Neuronal loss is an outstanding feature of neurodegenerative diseases, such as Alzheimer's disease, Parkinson's disease and ischemic stroke. We employ model systems of neuronal death to define the death pathways. We are particularly interested in the regulation of the caspases, the multi-membered family of death proteases that are central to the execution of death. Current death paradigms under study include β-amyloid toxicity, peroxynitrite mediated death, neurotrophin-withdrawal-induced death and in vivo models of ischemia. We have developed specific molecular tools for knocking down individual members of the death pathways in post-mitotic (neuronal) cells and for blocking caspase activity/activation in cultured neurons and in vivo.
We have shown that the specificity of the death pathway is determined by the stimulus inducing death but also that there is flexibility in the pathways chosen for executing death. The dominant pathway depends on the relative concentrations of anti- and pro-apoptotic proteins. This illustrates that the maintenance of life and execution of death of a neuron is a delicate balance of the pro- and anti-apoptotic molecules in the cell, a balance that can be altered in disease.
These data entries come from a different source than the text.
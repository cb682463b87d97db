mod clock;
mod executor_service;
pub mod freshness;
mod reconcile_service;
pub mod schedule;
mod snapshot_service;

pub use clock::*;
pub use executor_service::*;
pub use freshness::{DEFAULT_CACHE_TTL, FreshnessGate};
pub use reconcile_service::*;
pub use schedule::{PinDecision, should_execute_pin};
pub use snapshot_service::*;
pub mod models;
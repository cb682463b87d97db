use std::path::Path;

use anyhow::Context;
use pinsync_api::models::{Controller, ControllerExecutionResult};

use crate::configs::Settings;
use crate::services::{DefaultBackend, Reconciler};

pub mod configs;
pub mod errors;
pub mod services;

/// Parse a controller document, either one controller or an array of them
pub fn parse_controllers(content: &str) -> anyhow::Result<Vec<Controller>> {
    if content.trim_start().starts_with('[') {
        serde_json::from_str(content).context("Invalid controller list")
    } else {
        let controller: Controller = serde_json::from_str(content).context("Invalid controller document")?;
        Ok(vec![controller])
    }
}

pub async fn load_controllers(path: impl AsRef<Path>) -> anyhow::Result<Vec<Controller>> {
    let path = path.as_ref();
    let content = tokio::fs::read_to_string(path)
        .await
        .with_context(|| format!("Failed to read {}", path.display()))?;

    parse_controllers(&content)
}

/// Run one reconciliation pass with the collaborators described by `settings`
pub async fn run(settings: &Settings, controllers: &[Controller]) -> anyhow::Result<Vec<ControllerExecutionResult>> {
    let backend = DefaultBackend::from_settings(settings).await?;

    tracing::info!(
        "Reconciling {} controllers against {} cached snapshots",
        controllers.len(),
        backend.snapshots.len().await
    );

    Ok(Reconciler::new(backend).reconcile(controllers).await)
}
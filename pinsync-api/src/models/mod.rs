mod controller;
mod execution;
mod pin;
mod schedule;
mod snapshot;

pub use controller::*;
pub use execution::*;
pub use pin::*;
pub use schedule::*;
pub use snapshot::*;

/// Weekday index as used by schedules, Sunday = 0 through Saturday = 6
pub type Weekday = u8;

/// Minutes in a day, the wrap-around span of a time-of-day
pub const MINUTES_PER_DAY: u16 = 24 * 60;
use pinsync_api::models::Weekday;

#[derive(Debug, Clone, PartialEq, Eq, thiserror::Error)]
pub enum ScheduleError {
    #[error("Invalid timezone: {0}")]
    InvalidTimezone(String),

    #[error("Invalid time format: on={on}, off={off}")]
    InvalidTimeFormat { on: String, off: String },

    #[error("Current time is out of the supported range")]
    ClockOutOfRange,
}

#[derive(Debug, Clone, PartialEq, Eq, thiserror::Error)]
pub enum PinError {
    #[error("No schedule defined for weekday {weekday}")]
    MissingSchedule { weekday: Weekday },
}
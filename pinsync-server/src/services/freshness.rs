use std::time::Duration;

use pinsync_api::models::Snapshot;
use time::OffsetDateTime;

/// Snapshot validity window
pub const DEFAULT_CACHE_TTL: Duration = Duration::from_secs(300);

/// Decides whether a device-state snapshot is recent enough to act on
#[derive(Debug, Clone, Copy)]
pub struct FreshnessGate {
    ttl: Duration,
}

impl FreshnessGate {
    pub fn new(ttl: Duration) -> Self {
        Self { ttl }
    }

    pub fn ttl(&self) -> Duration {
        self.ttl
    }

    /// A timestamp ahead of `now` counts as fresh.
    pub fn is_fresh_at(&self, snapshot: &Snapshot, now: OffsetDateTime) -> bool {
        age_seconds(snapshot, now) < self.ttl.as_secs_f64()
    }

    pub fn is_fresh(&self, snapshot: &Snapshot) -> bool {
        self.is_fresh_at(snapshot, OffsetDateTime::now_utc())
    }
}

impl Default for FreshnessGate {
    fn default() -> Self {
        Self::new(DEFAULT_CACHE_TTL)
    }
}

fn age_seconds(snapshot: &Snapshot, now: OffsetDateTime) -> f64 {
    (now - snapshot.timestamp).as_seconds_f64()
}

/// Age of a snapshot in minutes, as reported for expired caches
pub fn age_minutes(snapshot: &Snapshot, now: OffsetDateTime) -> f64 {
    age_seconds(snapshot, now) / 60.0
}

/// Round to one decimal, ties upward (10.25 -> 10.3)
pub fn round_tenths(minutes: f64) -> f64 {
    (minutes * 10.0 + 0.5).floor() / 10.0
}

#[cfg(test)]
mod tests {
    use time::macros::datetime;

    use super::*;

    const NOW: OffsetDateTime = datetime!(2025-04-07 10:30:00 UTC);

    fn snapshot_at(timestamp: OffsetDateTime) -> Snapshot {
        Snapshot::new("location-uuid", "controller-uuid", timestamp)
    }

    #[test]
    fn test_recent_snapshot_is_fresh() {
        let gate = FreshnessGate::default();

        assert!(gate.is_fresh_at(&snapshot_at(NOW), NOW));
        assert!(gate.is_fresh_at(&snapshot_at(datetime!(2025-04-07 10:25:01 UTC)), NOW));
    }

    #[test]
    fn test_snapshot_at_ttl_is_stale() {
        let gate = FreshnessGate::default();

        assert!(!gate.is_fresh_at(&snapshot_at(datetime!(2025-04-07 10:25:00 UTC)), NOW));
        assert!(!gate.is_fresh_at(&snapshot_at(datetime!(2025-04-07 08:00:00 UTC)), NOW));
    }

    #[test]
    fn test_future_snapshot_is_fresh() {
        let gate = FreshnessGate::new(Duration::from_secs(60));
        assert!(gate.is_fresh_at(&snapshot_at(datetime!(2025-04-07 10:45:00 UTC)), NOW));
    }

    #[test]
    fn test_custom_ttl() {
        let gate = FreshnessGate::new(Duration::from_secs(900));
        let snapshot = snapshot_at(datetime!(2025-04-07 10:20:00 UTC));

        assert!(gate.is_fresh_at(&snapshot, NOW));
        assert!(!FreshnessGate::default().is_fresh_at(&snapshot, NOW));
    }

    #[test]
    fn test_age_minutes() {
        let snapshot = snapshot_at(datetime!(2025-04-07 08:00:00 UTC));
        assert_eq!(age_minutes(&snapshot, NOW), 150.0);
    }

    #[test]
    fn test_round_tenths_ties_upward() {
        assert_eq!(round_tenths(10.25), 10.3);
        assert_eq!(round_tenths(0.25), 0.3);
        assert_eq!(round_tenths(10.04), 10.0);
        assert_eq!(round_tenths(150.0), 150.0);
    }
}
Our studies of oxidative stress mediated death show that cytokines can induce an autocrine mediated death. Down-regulation of superoxide dismutase 1 leads to activation of caspase-1 which releases the cytokine interleukin-1b and the cells undergo a peroxynitrite-dependent death. Thus, although caspase-1 has been defined as a non-apoptotic caspase with a role in inflammation, in response to specific death stimuli caspase-1 can activate a death pathway. It is important to understand the interaction that can occur between the cytokine signaling pathway and the death pathway to determine the appropriate intervention that will result in increased neuronal survival.